(Stored items)

:::::

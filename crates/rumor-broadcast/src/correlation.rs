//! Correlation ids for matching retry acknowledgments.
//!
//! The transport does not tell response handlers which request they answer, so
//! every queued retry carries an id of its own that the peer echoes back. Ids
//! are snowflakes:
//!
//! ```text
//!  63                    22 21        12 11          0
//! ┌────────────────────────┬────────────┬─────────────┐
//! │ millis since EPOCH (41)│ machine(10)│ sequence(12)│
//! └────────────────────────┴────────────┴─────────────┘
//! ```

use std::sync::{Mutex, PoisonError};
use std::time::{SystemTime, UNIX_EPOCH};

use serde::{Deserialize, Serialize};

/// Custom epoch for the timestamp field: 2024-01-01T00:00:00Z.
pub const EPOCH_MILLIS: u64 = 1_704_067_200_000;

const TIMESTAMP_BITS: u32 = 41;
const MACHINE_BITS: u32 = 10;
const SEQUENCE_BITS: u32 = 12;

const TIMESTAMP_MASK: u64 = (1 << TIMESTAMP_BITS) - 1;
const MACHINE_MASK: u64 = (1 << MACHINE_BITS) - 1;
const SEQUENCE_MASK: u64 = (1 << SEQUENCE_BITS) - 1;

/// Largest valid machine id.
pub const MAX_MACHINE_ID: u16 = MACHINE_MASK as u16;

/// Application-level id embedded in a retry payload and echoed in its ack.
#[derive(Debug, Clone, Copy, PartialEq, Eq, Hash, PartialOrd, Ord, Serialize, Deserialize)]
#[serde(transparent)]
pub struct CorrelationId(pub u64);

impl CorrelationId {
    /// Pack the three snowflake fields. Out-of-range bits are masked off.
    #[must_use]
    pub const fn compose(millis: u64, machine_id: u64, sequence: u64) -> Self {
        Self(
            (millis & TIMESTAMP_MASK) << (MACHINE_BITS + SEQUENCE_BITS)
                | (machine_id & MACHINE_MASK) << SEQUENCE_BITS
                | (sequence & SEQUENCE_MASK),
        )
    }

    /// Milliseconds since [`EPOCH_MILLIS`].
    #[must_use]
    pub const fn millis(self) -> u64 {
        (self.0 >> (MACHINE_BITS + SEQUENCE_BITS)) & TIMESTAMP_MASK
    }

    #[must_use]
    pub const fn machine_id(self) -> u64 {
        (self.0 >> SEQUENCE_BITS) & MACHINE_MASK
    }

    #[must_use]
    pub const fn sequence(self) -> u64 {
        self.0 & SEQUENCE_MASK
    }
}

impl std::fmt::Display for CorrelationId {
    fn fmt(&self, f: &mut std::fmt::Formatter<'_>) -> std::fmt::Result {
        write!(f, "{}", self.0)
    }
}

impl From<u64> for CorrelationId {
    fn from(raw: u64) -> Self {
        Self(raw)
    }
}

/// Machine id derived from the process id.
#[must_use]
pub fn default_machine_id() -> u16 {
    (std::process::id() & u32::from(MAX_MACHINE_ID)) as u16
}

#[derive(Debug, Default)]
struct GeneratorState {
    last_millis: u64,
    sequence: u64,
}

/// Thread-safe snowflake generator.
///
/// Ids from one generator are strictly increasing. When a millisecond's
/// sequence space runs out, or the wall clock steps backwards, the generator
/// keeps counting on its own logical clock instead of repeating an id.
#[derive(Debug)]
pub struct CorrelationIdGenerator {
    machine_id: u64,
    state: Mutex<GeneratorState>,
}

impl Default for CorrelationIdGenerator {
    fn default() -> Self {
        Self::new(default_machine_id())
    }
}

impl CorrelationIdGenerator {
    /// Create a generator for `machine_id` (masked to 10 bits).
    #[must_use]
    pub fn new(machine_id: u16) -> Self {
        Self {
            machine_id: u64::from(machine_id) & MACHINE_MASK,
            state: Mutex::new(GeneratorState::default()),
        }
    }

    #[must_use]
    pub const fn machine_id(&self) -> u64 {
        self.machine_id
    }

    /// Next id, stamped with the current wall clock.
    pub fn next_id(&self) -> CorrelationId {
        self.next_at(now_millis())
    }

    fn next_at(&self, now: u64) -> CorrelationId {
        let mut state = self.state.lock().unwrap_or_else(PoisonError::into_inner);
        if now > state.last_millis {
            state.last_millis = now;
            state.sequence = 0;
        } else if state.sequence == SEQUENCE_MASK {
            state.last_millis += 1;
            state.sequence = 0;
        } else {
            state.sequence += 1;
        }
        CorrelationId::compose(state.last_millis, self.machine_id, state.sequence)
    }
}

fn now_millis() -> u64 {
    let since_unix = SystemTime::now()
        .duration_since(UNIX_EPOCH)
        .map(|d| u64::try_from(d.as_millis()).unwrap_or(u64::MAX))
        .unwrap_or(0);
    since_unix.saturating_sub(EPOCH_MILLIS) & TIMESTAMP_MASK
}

:::::

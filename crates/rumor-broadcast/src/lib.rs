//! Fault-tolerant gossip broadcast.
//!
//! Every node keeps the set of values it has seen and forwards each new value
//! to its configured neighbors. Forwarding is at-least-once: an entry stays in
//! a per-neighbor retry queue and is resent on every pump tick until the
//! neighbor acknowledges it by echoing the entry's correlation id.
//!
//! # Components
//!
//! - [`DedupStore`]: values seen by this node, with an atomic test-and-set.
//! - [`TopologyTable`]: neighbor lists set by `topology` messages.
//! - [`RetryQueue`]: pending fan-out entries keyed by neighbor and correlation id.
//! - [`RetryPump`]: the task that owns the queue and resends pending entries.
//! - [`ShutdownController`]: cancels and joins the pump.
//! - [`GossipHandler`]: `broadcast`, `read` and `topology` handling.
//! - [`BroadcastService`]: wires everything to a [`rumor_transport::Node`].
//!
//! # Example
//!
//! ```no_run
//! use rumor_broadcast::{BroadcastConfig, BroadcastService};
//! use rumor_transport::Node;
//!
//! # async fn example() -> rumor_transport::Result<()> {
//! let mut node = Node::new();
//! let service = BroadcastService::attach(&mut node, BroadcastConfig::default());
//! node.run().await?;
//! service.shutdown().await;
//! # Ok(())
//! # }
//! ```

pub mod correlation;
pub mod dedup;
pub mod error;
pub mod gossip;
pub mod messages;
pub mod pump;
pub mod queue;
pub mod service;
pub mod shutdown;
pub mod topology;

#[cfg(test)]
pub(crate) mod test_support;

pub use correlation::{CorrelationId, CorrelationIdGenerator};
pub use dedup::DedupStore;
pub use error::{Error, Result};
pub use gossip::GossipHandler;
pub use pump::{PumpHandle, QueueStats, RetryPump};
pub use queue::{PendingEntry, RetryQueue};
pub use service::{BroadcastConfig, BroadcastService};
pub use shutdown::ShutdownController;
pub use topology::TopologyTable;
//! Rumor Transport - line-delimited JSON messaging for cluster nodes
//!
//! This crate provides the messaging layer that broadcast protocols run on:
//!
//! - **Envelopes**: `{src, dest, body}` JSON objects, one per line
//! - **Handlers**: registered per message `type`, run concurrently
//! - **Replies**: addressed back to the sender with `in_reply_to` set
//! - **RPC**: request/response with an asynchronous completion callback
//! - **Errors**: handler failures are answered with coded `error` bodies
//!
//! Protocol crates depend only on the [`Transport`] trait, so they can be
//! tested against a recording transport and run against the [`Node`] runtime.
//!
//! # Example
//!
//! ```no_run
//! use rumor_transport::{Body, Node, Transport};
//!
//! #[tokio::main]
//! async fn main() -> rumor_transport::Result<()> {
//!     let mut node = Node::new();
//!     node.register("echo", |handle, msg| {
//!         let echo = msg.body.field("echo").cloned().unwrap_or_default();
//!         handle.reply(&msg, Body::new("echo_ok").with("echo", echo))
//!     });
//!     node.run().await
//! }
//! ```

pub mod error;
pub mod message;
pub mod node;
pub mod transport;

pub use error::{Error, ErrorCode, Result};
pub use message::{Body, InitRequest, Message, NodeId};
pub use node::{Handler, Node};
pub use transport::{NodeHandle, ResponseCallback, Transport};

:::::

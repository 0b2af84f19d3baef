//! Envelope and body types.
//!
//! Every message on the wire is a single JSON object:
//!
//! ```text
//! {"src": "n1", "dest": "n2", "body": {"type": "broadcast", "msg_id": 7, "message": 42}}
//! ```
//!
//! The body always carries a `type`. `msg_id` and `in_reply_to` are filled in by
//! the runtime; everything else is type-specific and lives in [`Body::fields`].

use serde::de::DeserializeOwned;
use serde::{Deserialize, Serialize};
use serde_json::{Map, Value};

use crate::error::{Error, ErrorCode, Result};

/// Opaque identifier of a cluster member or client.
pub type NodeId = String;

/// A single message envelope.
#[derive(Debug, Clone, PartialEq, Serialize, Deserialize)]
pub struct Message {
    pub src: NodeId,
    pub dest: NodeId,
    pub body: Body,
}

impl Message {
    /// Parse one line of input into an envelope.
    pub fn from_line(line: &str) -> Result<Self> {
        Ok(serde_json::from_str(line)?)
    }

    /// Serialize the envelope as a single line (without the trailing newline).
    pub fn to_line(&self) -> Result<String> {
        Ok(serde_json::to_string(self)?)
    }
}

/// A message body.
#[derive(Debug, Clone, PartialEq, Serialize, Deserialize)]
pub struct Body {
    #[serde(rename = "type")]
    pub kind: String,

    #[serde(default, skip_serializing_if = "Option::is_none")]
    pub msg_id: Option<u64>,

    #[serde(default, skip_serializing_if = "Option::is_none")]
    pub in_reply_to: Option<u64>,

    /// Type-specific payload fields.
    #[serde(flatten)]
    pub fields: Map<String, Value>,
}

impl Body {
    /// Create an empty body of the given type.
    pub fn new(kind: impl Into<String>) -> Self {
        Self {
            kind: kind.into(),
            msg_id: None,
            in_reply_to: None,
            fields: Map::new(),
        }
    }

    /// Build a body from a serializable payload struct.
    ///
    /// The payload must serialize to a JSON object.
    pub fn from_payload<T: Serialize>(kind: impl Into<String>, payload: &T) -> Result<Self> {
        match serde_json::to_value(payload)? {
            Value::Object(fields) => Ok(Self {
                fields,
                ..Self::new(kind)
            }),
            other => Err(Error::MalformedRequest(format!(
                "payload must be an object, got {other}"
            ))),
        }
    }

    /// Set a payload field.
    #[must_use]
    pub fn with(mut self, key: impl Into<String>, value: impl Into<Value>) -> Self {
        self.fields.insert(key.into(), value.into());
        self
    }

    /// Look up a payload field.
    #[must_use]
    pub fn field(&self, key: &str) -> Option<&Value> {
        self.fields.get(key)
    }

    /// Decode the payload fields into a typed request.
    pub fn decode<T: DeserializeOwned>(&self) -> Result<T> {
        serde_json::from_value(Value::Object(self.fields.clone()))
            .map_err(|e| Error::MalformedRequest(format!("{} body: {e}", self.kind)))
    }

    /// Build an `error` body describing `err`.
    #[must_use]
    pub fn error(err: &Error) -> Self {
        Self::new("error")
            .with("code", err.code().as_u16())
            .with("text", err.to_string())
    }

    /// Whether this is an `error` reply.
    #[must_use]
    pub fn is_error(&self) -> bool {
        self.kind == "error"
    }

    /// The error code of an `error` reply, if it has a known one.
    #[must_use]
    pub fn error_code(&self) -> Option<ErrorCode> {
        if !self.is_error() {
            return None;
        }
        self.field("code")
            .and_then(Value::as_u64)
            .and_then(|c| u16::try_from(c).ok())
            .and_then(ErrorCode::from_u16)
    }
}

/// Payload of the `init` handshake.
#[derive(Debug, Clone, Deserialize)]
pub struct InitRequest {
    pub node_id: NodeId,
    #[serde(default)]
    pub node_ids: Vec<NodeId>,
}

:::::

**Task**
Report how many lines of the preceding records include "Result". Output the number only.

**Answer to the problem**
10